1:00:00 Must we be relativists? Can we not find some historically situated rationality? It's certainly kind of interesting to see how the storylines change. What counts as a good story certainly changes in time. So is that what, from the 70s, you used to talk about learning how to learn? And then these dimensions of the community. I really genuinely hope that this promotion of the blogging is doing something good. It's changing the communication possibilities within the community. That's a good thing. Questions about rivalry. What should you do with people? To what extent should one just... Yes, because often one... I'm sometimes seen by mathematicians as trying to drive them into conflict. I mean, is that just a left-over from 1970s philosophy of science when rival paradigms or rival research programmes are all battling with each other? Is that just a left-over of that? I mean, is it... It's certainly a lot less... It's a lot less likely. We shouldn't really see contemporary mathematics as very simple schools fighting against each other. It's fluid than that. But is it too flimsy? Maybe you could even say they're altered to be a little bit of a school-like structure for the research community. And yeah, five, these relations between mathematicians' stories and historians' histories, there's a lot to think about there. I think that's only the first step to sort of what Graf and Guinness and Leo Corrie have said. I think there needs to be a lot more said about that. We need to come back and think about differences between historians even. And then notions, yes, again, that needs to be worked on. What is the understanding? Does it tend to relate and tend to involve the notion of narrative?
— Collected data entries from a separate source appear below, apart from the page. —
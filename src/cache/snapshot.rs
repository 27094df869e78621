//! On-disk cache snapshot
//!
//! The modification times and parsed descriptors survive restarts through a
//! single bincode file in the build directory. A missing file is a cold
//! start; a file that cannot be decoded is a [`Error::CacheLoad`], which
//! [`BuildCaches::load_or_cold`] degrades to a cold start with a warning.

use std::fs;
use std::path::Path;
use std::sync::Arc;
use std::time::SystemTime;

use log::{debug, info, warn};
use serde::{Deserialize, Serialize};

use super::{BuildCaches, CacheKey};
use crate::error::{Error, Result};
use crate::source::SourceDescriptor;

/// Current snapshot layout; anything else is rejected on load.
pub const FORMAT_VERSION: u32 = 1;

#[derive(Debug, Default, Serialize, Deserialize)]
struct CacheSnapshot {
    format_version: u32,
    modifications: Vec<(CacheKey, SystemTime)>,
    descriptors: Vec<SourceDescriptor>,
}

/// Entry counts of a snapshot, for `cache info`
#[derive(Debug, Clone, Copy, Default, PartialEq, Eq)]
pub struct SnapshotStats {
    pub modifications: usize,
    pub descriptors: usize,
    pub bytes: u64,
}

fn read_snapshot(path: &Path) -> Result<Option<CacheSnapshot>> {
    if !path.exists() {
        return Ok(None);
    }

    let bytes = fs::read(path).map_err(|e| Error::filesystem(path, e))?;
    let snapshot: CacheSnapshot =
        bincode::deserialize(&bytes).map_err(|e| Error::CacheLoad {
            path: path.display().to_string(),
            message: e.to_string(),
        })?;

    if snapshot.format_version != FORMAT_VERSION {
        return Err(Error::CacheLoad {
            path: path.display().to_string(),
            message: format!(
                "incompatible snapshot version: expected {}, got {}",
                FORMAT_VERSION, snapshot.format_version
            ),
        });
    }

    Ok(Some(snapshot))
}

impl BuildCaches {
    /// Load caches from the snapshot at `path`.
    ///
    /// A missing file yields empty caches. In no-cache mode nothing is read.
    pub fn load(path: &Path, no_cache: bool) -> Result<Self> {
        let caches = Self::new(no_cache);
        if no_cache {
            return Ok(caches);
        }

        let Some(snapshot) = read_snapshot(path)? else {
            debug!("No cache snapshot at {}", path.display());
            return Ok(caches);
        };

        info!(
            "Loaded cache snapshot: {} timestamps, {} descriptors",
            snapshot.modifications.len(),
            snapshot.descriptors.len()
        );
        caches.modifications.restore(snapshot.modifications)?;
        caches.descriptors.replace_all(
            snapshot
                .descriptors
                .into_iter()
                .map(|src| (src.path.clone(), Arc::new(src))),
        )?;

        Ok(caches)
    }

    /// Like [`BuildCaches::load`], but an unreadable snapshot starts cold.
    pub fn load_or_cold(path: &Path, no_cache: bool) -> Result<Self> {
        match Self::load(path, no_cache) {
            Err(err @ Error::CacheLoad { .. }) => {
                warn!("{}; starting with an empty cache", err);
                Ok(Self::new(no_cache))
            }
            other => other,
        }
    }

    /// Persist the modification and descriptor caches to `path`.
    ///
    /// The file is written next to its final location and renamed into place,
    /// so a crash mid-write never leaves a truncated snapshot behind.
    pub fn flush(&self, path: &Path) -> Result<()> {
        if self.modifications.is_disabled() {
            return Ok(());
        }

        let snapshot = CacheSnapshot {
            format_version: FORMAT_VERSION,
            modifications: self.modifications.entries()?,
            descriptors: self
                .descriptors
                .entries()?
                .into_iter()
                .map(|(_, src)| (*src).clone())
                .collect(),
        };

        let bytes = bincode::serialize(&snapshot).map_err(|e| Error::Serialization {
            message: format!("failed to encode cache snapshot: {}", e),
        })?;

        if let Some(parent) = path.parent() {
            fs::create_dir_all(parent).map_err(|e| Error::filesystem(parent, e))?;
        }
        let temp_path = path.with_extension("tmp");
        fs::write(&temp_path, bytes).map_err(|e| Error::filesystem(&temp_path, e))?;
        fs::rename(&temp_path, path).map_err(|e| Error::filesystem(path, e))?;

        debug!(
            "Flushed cache snapshot: {} timestamps, {} descriptors",
            snapshot.modifications.len(),
            snapshot.descriptors.len()
        );
        Ok(())
    }
}

/// Describe the snapshot at `path` without loading it into caches.
pub fn stats(path: &Path) -> Result<Option<SnapshotStats>> {
    let Some(snapshot) = read_snapshot(path)? else {
        return Ok(None);
    };
    let bytes = fs::metadata(path)
        .map_err(|e| Error::filesystem(path, e))?
        .len();
    Ok(Some(SnapshotStats {
        modifications: snapshot.modifications.len(),
        descriptors: snapshot.descriptors.len(),
        bytes,
    }))
}

/// Delete the snapshot at `path`; returns whether a file was removed.
pub fn clear(path: &Path) -> Result<bool> {
    if !path.exists() {
        return Ok(false);
    }
    fs::remove_file(path).map_err(|e| Error::filesystem(path, e))?;
    Ok(true)
}
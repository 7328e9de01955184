use once_cell::sync::OnceCell;
use web_sys::ScrollBehavior;

const REDUCED_MOTION_QUERY: &str = "(prefers-reduced-motion: reduce)";

static REDUCED_MOTION: OnceCell<bool> = OnceCell::new();

/// Whether the user asked the platform to minimize animation.
/// Queried once; the answer holds for the lifetime of the page.
pub fn prefers_reduced_motion() -> bool {
    *REDUCED_MOTION.get_or_init(|| {
        let reduced = web_sys::window()
            .and_then(|window| window.match_media(REDUCED_MOTION_QUERY).ok().flatten())
            .map(|list| list.matches())
            .unwrap_or(false);
        log::debug!("prefers-reduced-motion: {}", reduced);
        reduced
    })
}

/// Decorative motion (hover transforms, parallax) only runs when the user
/// has not asked for reduced motion.
pub fn decorations_enabled(reduced: bool) -> bool {
    !reduced
}

pub fn scroll_behavior(reduced: bool) -> ScrollBehavior {
    if reduced {
        ScrollBehavior::Auto
    } else {
        ScrollBehavior::Smooth
    }
}
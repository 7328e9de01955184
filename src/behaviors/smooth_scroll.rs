use log::debug;
use web_sys::{Event, ScrollToOptions};

use crate::behaviors::navbar;
use crate::config::Config;
use crate::dom;
use crate::error::BindError;
use crate::motion;

const ANCHOR_SELECTOR: &str = "a[href^=\"#\"]";

/// Id named by an in-page href. `#` alone and empty hrefs name nothing.
pub fn anchor_target(href: &str) -> Option<&str> {
    href.strip_prefix('#').filter(|id| !id.is_empty())
}

/// Document offset to scroll to so the target sits just below the navbar.
pub fn scroll_target(rect_top: f64, page_offset: f64, nav_height: f64) -> f64 {
    rect_top + page_offset - nav_height
}

pub fn init(config: &Config) -> Result<(), BindError> {
    let anchors = dom::query_all(ANCHOR_SELECTOR)?;
    if anchors.is_empty() {
        debug!("smooth scroll: no in-page anchors, skipping");
        return Ok(());
    }

    let nav = navbar::find()?;
    let window = dom::window()?;
    let fallback_height = config.fallback_nav_height;

    for anchor in &anchors {
        let anchor_el = anchor.clone();
        let nav = nav.clone();
        let window = window.clone();
        dom::on(anchor, "click", move |event: Event| {
            let Some(href) = anchor_el.get_attribute("href") else {
                return;
            };
            let Some(id) = anchor_target(&href) else {
                return;
            };
            // Unresolved ids keep the browser's default navigation.
            let Some(target) = window.document().and_then(|doc| doc.get_element_by_id(id)) else {
                return;
            };
            event.prevent_default();

            let nav_height = nav
                .as_ref()
                .map(dom::offset_height)
                .unwrap_or(fallback_height);
            let top = scroll_target(
                target.get_bounding_client_rect().top(),
                window.page_y_offset().unwrap_or(0.0),
                nav_height,
            );

            let options = ScrollToOptions::new();
            options.set_top(top);
            options.set_behavior(motion::scroll_behavior(motion::prefers_reduced_motion()));
            window.scroll_to_with_scroll_to_options(&options);
        })?;
    }

    debug!("smooth scroll: bound {} anchors", anchors.len());
    Ok(())
}
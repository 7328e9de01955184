use log::debug;
use wasm_bindgen::prelude::*;

/// Entry point kept for pages that still load the old animations bundle.
/// It owns no behavior and forwards to the shared boot.
#[wasm_bindgen(js_name = bootLegacy)]
pub fn boot_legacy() {
    debug!("legacy bridge: forwarding to init");
    crate::init();
}
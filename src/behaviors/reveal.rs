use std::cell::RefCell;
use std::rc::Rc;

use js_sys::Array;
use log::debug;
use wasm_bindgen::closure::Closure;
use wasm_bindgen::{JsCast, JsValue};
use web_sys::{IntersectionObserver, IntersectionObserverEntry, IntersectionObserverInit};

use crate::boot::{self, Initializer};
use crate::config::Config;
use crate::dom::{self, Marked};
use crate::error::BindError;

/// Fires slightly before the element reaches the bottom edge.
const ROOT_MARGIN: &str = "0px 0px -50px 0px";

/// One group of reveal-on-scroll elements.
#[derive(Debug, Clone, Copy, PartialEq)]
pub struct RevealRule {
    pub selector: &'static str,
    pub class: &'static str,
    pub threshold: f64,
}

pub fn reveal_rule(config: &Config) -> RevealRule {
    RevealRule {
        selector: ".reveal, .zd-reveal",
        class: "active",
        threshold: config.reveal_threshold,
    }
}

pub fn aos_rule(config: &Config) -> RevealRule {
    RevealRule {
        selector: "[data-aos]",
        class: "aos-animate",
        threshold: config.aos_threshold,
    }
}

/// Elements still waiting for their first sighting. Each one is marked the
/// first time it is seen intersecting and then leaves the set for good, so
/// later entries for it are dropped.
pub struct Observation<E> {
    class: &'static str,
    pending: RefCell<Vec<E>>,
}

impl<E: Marked + PartialEq> Observation<E> {
    pub fn new(class: &'static str, targets: Vec<E>) -> Self {
        Self {
            class,
            pending: RefCell::new(targets),
        }
    }

    /// Handles one observer entry. Returns true when `target` was revealed by
    /// this entry and should stop being observed.
    pub fn see(&self, target: &E, is_intersecting: bool) -> bool {
        if !is_intersecting {
            return false;
        }
        let mut pending = self.pending.borrow_mut();
        let Some(position) = pending.iter().position(|item| item == target) else {
            return false;
        };
        pending.swap_remove(position);
        target.mark(self.class);
        true
    }

    pub fn remaining(&self) -> usize {
        self.pending.borrow().len()
    }
}

fn observer_supported() -> Result<bool, BindError> {
    let window = dom::window()?;
    let key = JsValue::from_str("IntersectionObserver");
    Ok(js_sys::Reflect::has(&window, &key).unwrap_or(false))
}

pub fn init_reveal(config: &Config) -> Result<(), BindError> {
    bind_rule(reveal_rule(config))
}

pub fn init_aos(config: &Config) -> Result<(), BindError> {
    bind_rule(aos_rule(config))
}

const RULE_INITIALIZERS: [(&str, Initializer); 2] =
    [("reveal", init_reveal), ("data-aos", init_aos)];

/// Binds both rule groups; a failure in one leaves the other bound.
pub fn init(config: &Config) -> Result<(), BindError> {
    boot::run_all(&RULE_INITIALIZERS, config);
    Ok(())
}

fn bind_rule(rule: RevealRule) -> Result<(), BindError> {
    let elements = dom::query_all(rule.selector)?;
    if elements.is_empty() {
        debug!("reveal: nothing matches {}", rule.selector);
        return Ok(());
    }

    if !observer_supported()? {
        debug!("reveal: no IntersectionObserver, revealing {} now", rule.selector);
        for element in &elements {
            element.mark(rule.class);
        }
        return Ok(());
    }

    let observation = Rc::new(Observation::new(rule.class, elements.clone()));
    let callback = Closure::wrap(Box::new(move |entries: Array, observer: IntersectionObserver| {
        for entry in entries.iter() {
            let Ok(entry) = entry.dyn_into::<IntersectionObserverEntry>() else {
                continue;
            };
            let target = entry.target();
            if observation.see(&target, entry.is_intersecting()) {
                observer.unobserve(&target);
            }
        }
    }) as Box<dyn FnMut(Array, IntersectionObserver)>);

    let options = IntersectionObserverInit::new();
    options.set_threshold(&JsValue::from_f64(rule.threshold));
    options.set_root_margin(ROOT_MARGIN);

    let observer =
        IntersectionObserver::new_with_options(callback.as_ref().unchecked_ref(), &options)
            .map_err(BindError::js("IntersectionObserver"))?;
    callback.forget();

    for element in &elements {
        observer.observe(element);
    }
    debug!("reveal: observing {} elements for {}", elements.len(), rule.selector);
    Ok(())
}

#[cfg(test)]
mod tests {
    use super::*;
    use crate::dom::testing::FakeElement;

    #[test]
    fn test_rules_use_config_thresholds() {
        let config = Config {
            reveal_threshold: 0.2,
            ..Config::default()
        };
        let reveal = reveal_rule(&config);
        let aos = aos_rule(&config);
        assert_eq!(reveal.class, "active");
        assert_eq!(reveal.threshold, 0.2);
        assert_eq!(aos.selector, "[data-aos]");
        assert_eq!(aos.class, "aos-animate");
        assert_eq!(aos.threshold, 0.1);
    }

    #[test]
    fn test_invisible_entry_is_ignored() {
        let element = FakeElement::new();
        let observation = Observation::new("active", vec![element.clone()]);
        assert!(!observation.see(&element, false));
        assert!(!element.is_marked("active"));
        assert_eq!(observation.remaining(), 1);
    }

    #[test]
    fn test_reentries_after_first_sighting_are_dropped() {
        let (first, second) = (FakeElement::new(), FakeElement::new());
        let observation = Observation::new("active", vec![first.clone(), second.clone()]);

        // Enter, leave and enter again, as the observer reports it.
        assert!(observation.see(&first, true));
        assert!(!observation.see(&first, false));
        assert!(!observation.see(&first, true));
        assert!(!observation.see(&second, false));
        assert!(observation.see(&second, true));
        assert!(!observation.see(&second, true));

        assert_eq!(first.mark_count("active"), 1);
        assert_eq!(second.mark_count("active"), 1);
        assert_eq!(observation.remaining(), 0);
    }

    #[test]
    fn test_unknown_target_is_not_marked() {
        let observation = Observation::new("aos-animate", vec![FakeElement::new()]);
        let stranger = FakeElement::new();
        assert!(!observation.see(&stranger, true));
        assert!(!stranger.is_marked("aos-animate"));
        assert_eq!(observation.remaining(), 1);
    }
}
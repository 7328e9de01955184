use std::cell::Cell;
use std::rc::Rc;

use log::{debug, warn};
use wasm_bindgen::closure::Closure;
use wasm_bindgen::JsCast;
use web_sys::Element;

use crate::config::Config;
use crate::dom::{self, Attrs, Styled};
use crate::error::BindError;
use crate::motion;

const PARALLAX_SELECTOR: &str = ".zd-parallax, .zd-float";
const SPEED_ATTR: &str = "data-speed";

/// Reads a `data-speed` value. Absent or blank falls back to `default`;
/// anything that is not a finite number yields `None`.
pub fn parse_speed(raw: Option<&str>, default: f64) -> Option<f64> {
    match raw.map(str::trim) {
        None | Some("") => Some(default),
        Some(value) => value.parse::<f64>().ok().filter(|speed| speed.is_finite()),
    }
}

pub fn translate_y(scroll: f64, speed: f64) -> String {
    format!("translateY({}px)", scroll * speed)
}

/// Applies one scroll tick. Elements with an invalid speed keep their transform.
pub fn apply<E: Attrs + Styled>(elements: &[E], scroll: f64, default_speed: f64) {
    for element in elements {
        let raw = element.attr(SPEED_ATTR);
        if let Some(speed) = parse_speed(raw.as_deref(), default_speed) {
            element.set_style("transform", &translate_y(scroll, speed));
        }
    }
}

/// Single-flight guard: at most one frame update queued at a time.
#[derive(Debug, Default)]
pub struct FrameGate {
    pending: Cell<bool>,
}

impl FrameGate {
    /// True when the caller should schedule a frame.
    pub fn claim(&self) -> bool {
        !self.pending.replace(true)
    }

    pub fn release(&self) {
        self.pending.set(false);
    }
}

pub fn init(config: &Config) -> Result<(), BindError> {
    if !motion::decorations_enabled(motion::prefers_reduced_motion()) {
        debug!("parallax: reduced motion, skipping");
        return Ok(());
    }

    let elements: Rc<Vec<Element>> = Rc::new(dom::query_all(PARALLAX_SELECTOR)?);
    if elements.is_empty() {
        debug!("parallax: no elements, skipping");
        return Ok(());
    }

    let window = dom::window()?;
    let default_speed = config.parallax_default_speed;
    let gate = Rc::new(FrameGate::default());

    let frame = {
        let window = window.clone();
        let elements = elements.clone();
        let gate = gate.clone();
        Closure::wrap(Box::new(move || {
            apply(elements.as_slice(), window.scroll_y().unwrap_or(0.0), default_speed);
            gate.release();
        }) as Box<dyn FnMut()>)
    };

    let scheduler = window.clone();
    dom::on_passive(&window, "scroll", move |_| {
        if !gate.claim() {
            return;
        }
        if let Err(err) = scheduler.request_animation_frame(frame.as_ref().unchecked_ref()) {
            gate.release();
            warn!("parallax: requestAnimationFrame failed: {:?}", err);
        }
    })?;

    apply(elements.as_slice(), window.scroll_y().unwrap_or(0.0), default_speed);
    debug!("parallax: bound {} elements", elements.len());
    Ok(())
}
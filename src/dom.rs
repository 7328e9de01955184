use log::warn;
use wasm_bindgen::closure::Closure;
use wasm_bindgen::JsCast;
use web_sys::{
    AddEventListenerOptions, Document, Element, Event, EventTarget, HtmlElement, MouseEvent,
    Window,
};

use crate::error::BindError;

pub fn window() -> Result<Window, BindError> {
    web_sys::window().ok_or(BindError::NoWindow)
}

pub fn document() -> Result<Document, BindError> {
    window()?.document().ok_or(BindError::NoDocument)
}

/// First element matching `selector`, in document order.
pub fn query(selector: &str) -> Result<Option<Element>, BindError> {
    document()?
        .query_selector(selector)
        .map_err(BindError::js("querySelector"))
}

pub fn query_all(selector: &str) -> Result<Vec<Element>, BindError> {
    let list = document()?
        .query_selector_all(selector)
        .map_err(BindError::js("querySelectorAll"))?;
    Ok(collect_elements(&list))
}

pub fn query_all_in(root: &Element, selector: &str) -> Result<Vec<Element>, BindError> {
    let list = root
        .query_selector_all(selector)
        .map_err(BindError::js("querySelectorAll"))?;
    Ok(collect_elements(&list))
}

pub fn by_id(id: &str) -> Result<Option<Element>, BindError> {
    Ok(document()?.get_element_by_id(id))
}

fn collect_elements(list: &web_sys::NodeList) -> Vec<Element> {
    (0..list.length())
        .filter_map(|i| list.get(i))
        .filter_map(|node| node.dyn_into::<Element>().ok())
        .collect()
}

/// Rendered height of an element, zero for non-HTML elements.
pub fn offset_height(element: &Element) -> f64 {
    element
        .dyn_ref::<HtmlElement>()
        .map(|el| f64::from(el.offset_height()))
        .unwrap_or(0.0)
}

fn attach(
    target: &EventTarget,
    event: &str,
    handler: Box<dyn FnMut(Event)>,
    options: Option<&AddEventListenerOptions>,
) -> Result<(), BindError> {
    let callback = Closure::wrap(handler);
    let result = match options {
        Some(options) => target.add_event_listener_with_callback_and_add_event_listener_options(
            event,
            callback.as_ref().unchecked_ref(),
            options,
        ),
        None => target.add_event_listener_with_callback(event, callback.as_ref().unchecked_ref()),
    };
    result.map_err(BindError::js("addEventListener"))?;
    // Listeners live as long as the page.
    callback.forget();
    Ok(())
}

pub fn on<F>(target: &EventTarget, event: &str, handler: F) -> Result<(), BindError>
where
    F: FnMut(Event) + 'static,
{
    attach(target, event, Box::new(handler), None)
}

/// Passive listener, for scroll handlers that never cancel the event.
pub fn on_passive<F>(target: &EventTarget, event: &str, handler: F) -> Result<(), BindError>
where
    F: FnMut(Event) + 'static,
{
    let options = AddEventListenerOptions::new();
    options.set_passive(true);
    attach(target, event, Box::new(handler), Some(&options))
}

pub fn on_once<F>(target: &EventTarget, event: &str, handler: F) -> Result<(), BindError>
where
    F: FnMut(Event) + 'static,
{
    let options = AddEventListenerOptions::new();
    options.set_once(true);
    attach(target, event, Box::new(handler), Some(&options))
}

pub fn on_mouse<F>(target: &EventTarget, event: &str, mut handler: F) -> Result<(), BindError>
where
    F: FnMut(MouseEvent) + 'static,
{
    on(target, event, move |event: Event| {
        if let Ok(event) = event.dyn_into::<MouseEvent>() {
            handler(event);
        }
    })
}

/// Class-list access. Marker classes are the only state the behaviors keep.
pub trait Marked {
    fn mark(&self, class: &str);
    fn unmark(&self, class: &str);
    fn is_marked(&self, class: &str) -> bool;

    fn set_marked(&self, class: &str, on: bool) {
        if on {
            self.mark(class);
        } else {
            self.unmark(class);
        }
    }
}

/// Inline style access. An empty value clears the property.
pub trait Styled {
    fn set_style(&self, property: &str, value: &str);
}

pub trait Attrs {
    fn attr(&self, name: &str) -> Option<String>;
    fn set_attr(&self, name: &str, value: &str);
}

/// DOM writes do not fail the caller; a rejected write is logged and skipped.
fn report<T>(result: Result<T, BindError>) -> bool {
    match result {
        Ok(_) => true,
        Err(err) => {
            warn!("{}", err);
            false
        }
    }
}

impl Marked for Element {
    fn mark(&self, class: &str) {
        report(self.class_list().add_1(class).map_err(BindError::js("classList.add")));
    }

    fn unmark(&self, class: &str) {
        report(
            self.class_list()
                .remove_1(class)
                .map_err(BindError::js("classList.remove")),
        );
    }

    fn is_marked(&self, class: &str) -> bool {
        self.class_list().contains(class)
    }
}

impl Styled for Element {
    fn set_style(&self, property: &str, value: &str) {
        if let Some(el) = self.dyn_ref::<HtmlElement>() {
            let style = el.style();
            if value.is_empty() {
                let result = style.remove_property(property);
                report(result.map_err(BindError::js("style.removeProperty")));
            } else {
                let result = style.set_property(property, value);
                report(result.map_err(BindError::js("style.setProperty")));
            }
        }
    }
}

impl Attrs for Element {
    fn attr(&self, name: &str) -> Option<String> {
        self.get_attribute(name)
    }

    fn set_attr(&self, name: &str, value: &str) {
        report(self.set_attribute(name, value).map_err(BindError::js("setAttribute")));
    }
}

#[cfg(test)]
pub mod testing {
    use std::cell::RefCell;
    use std::collections::{BTreeSet, HashMap};
    use std::rc::Rc;

    use super::{Attrs, Marked, Styled};

    #[derive(Debug, Default)]
    struct State {
        classes: RefCell<BTreeSet<String>>,
        mark_counts: RefCell<HashMap<String, usize>>,
        styles: RefCell<HashMap<String, String>>,
        attrs: RefCell<HashMap<String, String>>,
    }

    /// In-memory element for exercising behavior logic off the browser.
    /// Clones are handles to the same element; equality is identity.
    #[derive(Debug, Clone, Default)]
    pub struct FakeElement(Rc<State>);

    impl PartialEq for FakeElement {
        fn eq(&self, other: &Self) -> bool {
            Rc::ptr_eq(&self.0, &other.0)
        }
    }

    impl FakeElement {
        pub fn new() -> Self {
            Self::default()
        }

        pub fn with_attr(self, name: &str, value: &str) -> Self {
            self.set_attr(name, value);
            self
        }

        pub fn with_class(self, class: &str) -> Self {
            self.0.classes.borrow_mut().insert(class.to_string());
            self
        }

        pub fn style(&self, property: &str) -> Option<String> {
            self.0.styles.borrow().get(property).cloned()
        }

        /// How many times `class` was added, counting repeats.
        pub fn mark_count(&self, class: &str) -> usize {
            self.0.mark_counts.borrow().get(class).copied().unwrap_or(0)
        }
    }

    impl Marked for FakeElement {
        fn mark(&self, class: &str) {
            self.0.classes.borrow_mut().insert(class.to_string());
            *self
                .0
                .mark_counts
                .borrow_mut()
                .entry(class.to_string())
                .or_default() += 1;
        }

        fn unmark(&self, class: &str) {
            self.0.classes.borrow_mut().remove(class);
        }

        fn is_marked(&self, class: &str) -> bool {
            self.0.classes.borrow().contains(class)
        }
    }

    impl Styled for FakeElement {
        fn set_style(&self, property: &str, value: &str) {
            let mut styles = self.0.styles.borrow_mut();
            if value.is_empty() {
                styles.remove(property);
            } else {
                styles.insert(property.to_string(), value.to_string());
            }
        }
    }

    impl Attrs for FakeElement {
        fn attr(&self, name: &str) -> Option<String> {
            self.0.attrs.borrow().get(name).cloned()
        }

        fn set_attr(&self, name: &str, value: &str) {
            self.0
                .attrs
                .borrow_mut()
                .insert(name.to_string(), value.to_string());
        }
    }
}

#[cfg(test)]
mod tests {
    use super::*;

    #[test]
    fn test_rejected_write_is_reported_not_propagated() {
        assert!(report(Ok::<(), BindError>(())));
        let rejected: Result<(), BindError> = Err(BindError::Js {
            context: "style.setProperty",
            message: "NoModificationAllowedError".to_string(),
        });
        assert!(!report(rejected));
    }
}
And then how do these programmes, how do they give forth these templates for new storytelling? And then how do they get settled? So these are the sorts of questions I work on. Oh, I just ended with a little plug there for my, so I just started working at the University of Kent and we have a Centre for Reasoning. The trouble is, what isn't reasoning in a university? It's kind of everything. But, I mean, it's kind of all, it's only philosophers.
1:02:30 I'm trying to bring this historical side into it. At the moment it's going to this formal direction, formal philosophy of science. Yanking back in a slightly more historical direction. But anyway, we have it. Okay, so thanks.